Bu arada, şehit edilen Yedi erimize Allah’tan Rahmet, ailelerine de sabr-ı selâmet niyaz ediyorum. Bu şekilde, daha başka olaylar da olabilir. Daha başka sıkıntılar da yaşayabiliriz. Çünkü bu gruplar ve bütün odaklar, artık fark ettiler ki; Atı alan çoktan Üsküdar’ı geçmiş. Ve neticede Kanlıca, Beykoz derken, Anadolu Fenerine bu atlılar varacaklar. Zîra, bu dik kafalı Karadeniz uşşağı Rejisörün, alışılmış senaryoyu falan taktığı yok. O kendine ve Dünya koşullarına göre, çok doğru bir senaryo içinde. O zaman ne olacak? Bu senaryo tuttuğu an ki; mutlaka tutacak. O zaman yukarıda saydığım Dört markaya da gerek kalmayacak. Onlar ancak O atların nalları ile meşgul olacak markalar haline dönüşüp, siyaset arenasından da silinip gidecekler.

Esasen DTP birkaç gün evvel sevinç ve gülücüklerle, “-Demokratik Açılım Süreci bitmiştir.” demekle, ne yazıktır ki; hem niyetini belli etmiş, hem de partisini zaten kapatmıştır. Keza, mecliste bir DTP’li hanım tarafından yapılan felâket derecede mesnetsiz bir konuşma da, bu durumu, şiddetle perçinlemiştir. Ve zaten görünüm odur ki; DTP’liler, partinin mutlak kapanmasını da istemektedirler. Onlar da başka türden bir Rus ruletine heves etmişlerdir. Ancak, Anayasa Mahkemesi yine siyasi bir karar alarak, İnşâallah DTP’yi kapatmaz da, öncelikle bu partiye oy verenler, elde ettikleri neticeleri, zaman içinde görerek, ne yanlış yaptıklarını anlarlar?!. Ve sonra kendileri Onları, siyaset arenasından silerler. İşte yukarıda üzerinden işaret ederek geçtiğim konular, bu sürecin süreceğine ve hedefe ulaşacağına en büyük delildir. Ancak, aşağıdaki bölüm, daha önemlidir.

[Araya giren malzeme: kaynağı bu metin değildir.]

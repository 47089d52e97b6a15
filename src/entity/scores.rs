//! 成绩实体

use sea_orm::entity::prelude::*;

#[derive(Clone, Debug, PartialEq, DeriveEntityModel)]
#[sea_orm(table_name = "scores")]
pub struct Model {
    #[sea_orm(primary_key)]
    pub id: i64,
    pub student_id: i64,
    pub course_id: i64,
    /// 缺考记录成绩为空
    pub score: Option<f64>,
    pub exam_type: String,
    pub exam_date: Option<String>,
    pub recorder_id: Option<i64>,
    pub created_at: i64,
    pub updated_at: i64,
}

#[derive(Copy, Clone, Debug, EnumIter, DeriveRelation)]
pub enum Relation {
    #[sea_orm(
        belongs_to = "super::students::Entity",
        from = "Column::StudentId",
        to = "super::students::Column::Id"
    )]
    Student,
    #[sea_orm(
        belongs_to = "super::courses::Entity",
        from = "Column::CourseId",
        to = "super::courses::Column::Id"
    )]
    Course,
}

impl Related<super::students::Entity> for Entity {
    fn to() -> RelationDef {
        Relation::Student.def()
    }
}

impl Related<super::courses::Entity> for Entity {
    fn to() -> RelationDef {
        Relation::Course.def()
    }
}

impl ActiveModelBehavior for ActiveModel {}

impl Model {
    pub fn into_score(self) -> crate::models::scores::entities::Score {
        use crate::models::scores::entities::{ExamType, Score};

        Score {
            id: self.id,
            student_id: self.student_id,
            course_id: self.course_id,
            score: self.score,
            exam_type: self.exam_type.parse::<ExamType>().unwrap_or_default(),
            exam_date: self.exam_date,
            recorder_id: self.recorder_id,
        }
    }
}
use serde::{Deserialize, Serialize};

/// 应用配置结构体
#[derive(Debug, Clone, Serialize, Deserialize)]
pub struct AppConfig {
    pub app: AppSettings,
    pub server: ServerConfig,
    pub jwt: JwtConfig,
    pub auth: AuthConfig,
    pub argon2: Argon2Config,
    pub database: DatabaseConfig,
    pub cors: CorsConfig,
}

/// 应用设置
#[derive(Debug, Clone, Serialize, Deserialize)]
pub struct AppSettings {
    pub system_name: String,
    pub environment: String,
    pub log_level: String,
}

/// 服务器配置
#[derive(Debug, Clone, Serialize, Deserialize)]
pub struct ServerConfig {
    pub host: String,
    pub port: u16,
    pub unix_socket_path: String,
    pub workers: usize,
    pub max_workers: usize,
    pub timeouts: TimeoutConfig,
    pub limits: LimitConfig,
}

/// 超时配置
#[derive(Debug, Clone, Serialize, Deserialize)]
pub struct TimeoutConfig {
    pub client_request: u64,
    pub client_disconnect: u64,
    pub keep_alive: u64,
}

/// 限制配置
#[derive(Debug, Clone, Serialize, Deserialize)]
pub struct LimitConfig {
    pub max_payload_size: usize,
}

/// JWT 配置
#[derive(Debug, Clone, Serialize, Deserialize)]
pub struct JwtConfig {
    #[serde(skip_serializing, default)] // 不序列化到JSON响应中
    pub secret: String,
    pub access_token_expiry: i64,
    pub refresh_token_expiry: i64,
    pub refresh_token_remember_me_expiry: i64,
}

/// 认证配置
#[derive(Debug, Clone, Serialize, Deserialize)]
pub struct AuthConfig {
    /// 新建学生/教师账户的初始密码，重置密码时也回到该值
    #[serde(skip_serializing, default = "default_password")]
    pub default_password: String,
    pub min_password_length: usize,
}

fn default_password() -> String {
    "123456".to_string()
}

/// Argon2 哈希参数
#[derive(Debug, Clone, Serialize, Deserialize)]
pub struct Argon2Config {
    pub memory_cost: u32,
    pub time_cost: u32,
    pub parallelism: u32,
}

/// 数据库配置
#[derive(Debug, Clone, Serialize, Deserialize)]
pub struct DatabaseConfig {
    pub url: String,    // 数据库连接 URL（从 scheme 自动推断类型）
    pub pool_size: u32, // 连接池大小
    pub timeout: u64,   // 连接超时 (秒)
}

/// CORS 配置
#[derive(Debug, Clone, Serialize, Deserialize)]
pub struct CorsConfig {
    pub allowed_origins: Vec<String>,
    pub allowed_methods: Vec<String>,
    pub allowed_headers: Vec<String>,
    pub max_age: usize,
}
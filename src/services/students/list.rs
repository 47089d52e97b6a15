use actix_web::{HttpRequest, HttpResponse, Result as ActixResult};

use super::StudentService;
use crate::models::students::requests::{StudentListParams, StudentListQuery};
use crate::models::{ApiResponse, ErrorCode};

pub async fn list_students(
    service: &StudentService,
    request: &HttpRequest,
    params: StudentListParams,
) -> ActixResult<HttpResponse> {
    let storage = service.get_storage(request);

    let query = StudentListQuery {
        page: Some(params.pagination.page),
        size: Some(params.pagination.size),
        search: params.search,
        class_id: params.class_id,
        status: params.status,
    };

    match storage.list_students_with_pagination(query).await {
        Ok(response) => Ok(HttpResponse::Ok().json(ApiResponse::success(
            response,
            "Student list retrieved successfully",
        ))),
        Err(e) => Ok(
            HttpResponse::InternalServerError().json(ApiResponse::error_empty(
                ErrorCode::InternalServerError,
                format!("Failed to retrieve student list: {e}"),
            )),
        ),
    }
}
use actix_web::{HttpRequest, HttpResponse, Result as ActixResult};
use tracing::info;

use super::TeacherService;
use crate::models::teachers::requests::UpdateTeacherRequest;
use crate::models::{ApiResponse, ErrorCode};
use crate::utils::validate;

pub async fn update_teacher(
    service: &TeacherService,
    request: &HttpRequest,
    teacher_id: i64,
    update_data: UpdateTeacherRequest,
) -> ActixResult<HttpResponse> {
    let storage = service.get_storage(request);

    // 字段校验
    if let Err(resp) = validate_update_fields(&update_data) {
        return Ok(resp);
    }

    match storage.update_teacher(teacher_id, update_data).await {
        Ok(Some(teacher)) => {
            info!("Teacher {} updated", teacher.teacher_no);
            Ok(HttpResponse::Ok().json(ApiResponse::success(teacher, "Teacher updated successfully")))
        }
        Ok(None) => Ok(HttpResponse::NotFound().json(ApiResponse::error_empty(
            ErrorCode::TeacherNotFound,
            "Teacher not found",
        ))),
        Err(e) => Ok(
            HttpResponse::InternalServerError().json(ApiResponse::error_empty(
                ErrorCode::TeacherUpdateFailed,
                format!("Teacher update failed: {e}"),
            )),
        ),
    }
}

/// 字段格式校验辅助函数
fn validate_update_fields(update_data: &UpdateTeacherRequest) -> Result<(), HttpResponse> {
    if let Some(ref name) = update_data.name
        && name.trim().is_empty()
    {
        return Err(validation_error("Teacher name must not be empty"));
    }
    if let Some(ref phone) = update_data.phone {
        validate::validate_phone(phone).map_err(validation_error)?;
    }
    if let Some(ref email) = update_data.email {
        validate::validate_email(email).map_err(validation_error)?;
    }
    Ok(())
}

fn validation_error(msg: &str) -> HttpResponse {
    HttpResponse::BadRequest().json(ApiResponse::error_empty(ErrorCode::ValidationFailed, msg))
}
use actix_web::{HttpRequest, HttpResponse, Result as ActixResult};

use crate::models::users::entities::UserStatus;
use crate::models::{
    ApiResponse, ErrorCode,
    auth::{LoginRequest, responses::LoginResponse},
};
use crate::utils::jwt;
use crate::utils::password::verify_password;

use super::AuthService;

pub async fn handle_login(
    service: &AuthService,
    login_request: LoginRequest,
    request: &HttpRequest,
) -> ActixResult<HttpResponse> {
    let storage = service.get_storage(request);
    let config = service.get_config();

    // 1. 根据用户名获取账户信息
    match storage.get_user_by_username(&login_request.username).await {
        Ok(Some(user)) => {
            // 2. 验证密码
            if !verify_password(&login_request.password, &user.password_hash) {
                return Ok(HttpResponse::Unauthorized().json(ApiResponse::error_empty(
                    ErrorCode::AuthFailed,
                    "Username or password is incorrect",
                )));
            }

            // 停用账户不允许登录
            if user.status != UserStatus::Active {
                return Ok(HttpResponse::Forbidden().json(ApiResponse::error_empty(
                    ErrorCode::Forbidden,
                    "Account is disabled",
                )));
            }

            // 3. 更新最后登录时间
            let _ = storage.update_last_login(user.id).await;

            // 4. 生成令牌对
            match user
                .generate_token_pair(login_request.remember_me.then(|| {
                    chrono::Duration::days(config.jwt.refresh_token_remember_me_expiry)
                }))
                .await
            {
                Ok(token_pair) => {
                    tracing::info!("User {} logged in successfully", user.username);

                    let refresh_cookie =
                        jwt::JwtUtils::create_refresh_token_cookie(&token_pair.refresh_token);

                    let response = LoginResponse {
                        access_token: token_pair.access_token,
                        refresh_token: token_pair.refresh_token,
                        expires_in: config.jwt.access_token_expiry * 60, // 转换为秒
                        user,
                        created_at: chrono::Utc::now(),
                    };

                    Ok(HttpResponse::Ok()
                        .cookie(refresh_cookie)
                        .json(ApiResponse::success(response, "Login successful")))
                }
                Err(e) => {
                    tracing::error!("Failed to generate JWT token: {}", e);
                    Ok(
                        HttpResponse::InternalServerError().json(ApiResponse::error_empty(
                            ErrorCode::InternalServerError,
                            "Login failed, unable to generate token",
                        )),
                    )
                }
            }
        }
        Ok(None) => Ok(HttpResponse::Unauthorized().json(ApiResponse::error_empty(
            ErrorCode::AuthFailed,
            "Username or password is incorrect",
        ))),
        Err(e) => Ok(
            HttpResponse::InternalServerError().json(ApiResponse::error_empty(
                ErrorCode::InternalServerError,
                format!("Login failed: {e}"),
            )),
        ),
    }
}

“Demokratik Açılım Süreci’nde” ne olduğunu?.. Dönüp dönüp halâ AKP’ye sormak, tamamen ilm-i siyasetten habersiz, safdilli olmakla eş değer bir manzaradır. O Rejisör, Kasımpaşalı olduğu için, fazla pilâv yemez. Anayasa paketinde mandepsiye basmış gibi görünen bir parti, bir daha aynı kazığı, aynı kişilerden hiç yer mi? Kasımpaşa’dan salak çıktığı görülmüş işlerden midir?.. İçi çoktan dolmaya başlamış, esasen sonrası da dolu olan bir süreçle, Rejisör muhalefete gelir. Muhalefet eveleyip geveledikçe, reddedip kıvırdıkça, Türk milletine, muhalefet tarafının ne denli boş ve ne denli loş olduğunu gösterir. Zaten durum da aynen böyledir. Hatta muhalefet kaş yapacağım derken, “Dersim, Atatürk” gibi lâflar ederek de, hem Alevi, hem de Kürt vatandaşlarımızın gözlerini çıkartmıştır. Bunun için özür de dilememiştir. Zîra, esasen bı konuya yaklaşımı da, bundan gayrı bir tavırda değildir. Bu sebeple Rejisörün ve bütün arkadaşlarının, çağ dışı siyasetçilere, için için hep güldüğünü, görür gibi oluyorum. Çünkü yaptıkları işin ilminden yoksun muhalefetin, “-Demokratik açılım Süreci’nin” içi mi, dışı mı, önü mü, arkası mı, ihanet mi, dalâlet mi, boş mu dolu mu, dağ mı, çayır mı, telefon dinlendi mi, videoya kayıt mı etmeli?!” gibi teferruat ile uğraşırken, AKP tarafından Üsküdar gerçekten geçileli çok olmuştur. Bir de bu gürültünün finâlinde, Anayasa dahî bu “Demokratik Açılım Süreci” ile birlikte, halka referandumla onaylatılacaktır.. Aksi zaten düşünülemez. Lafzı dahî yanlış olur. Zîra bu Anayasa ile demokrasi söz konusu olamaz.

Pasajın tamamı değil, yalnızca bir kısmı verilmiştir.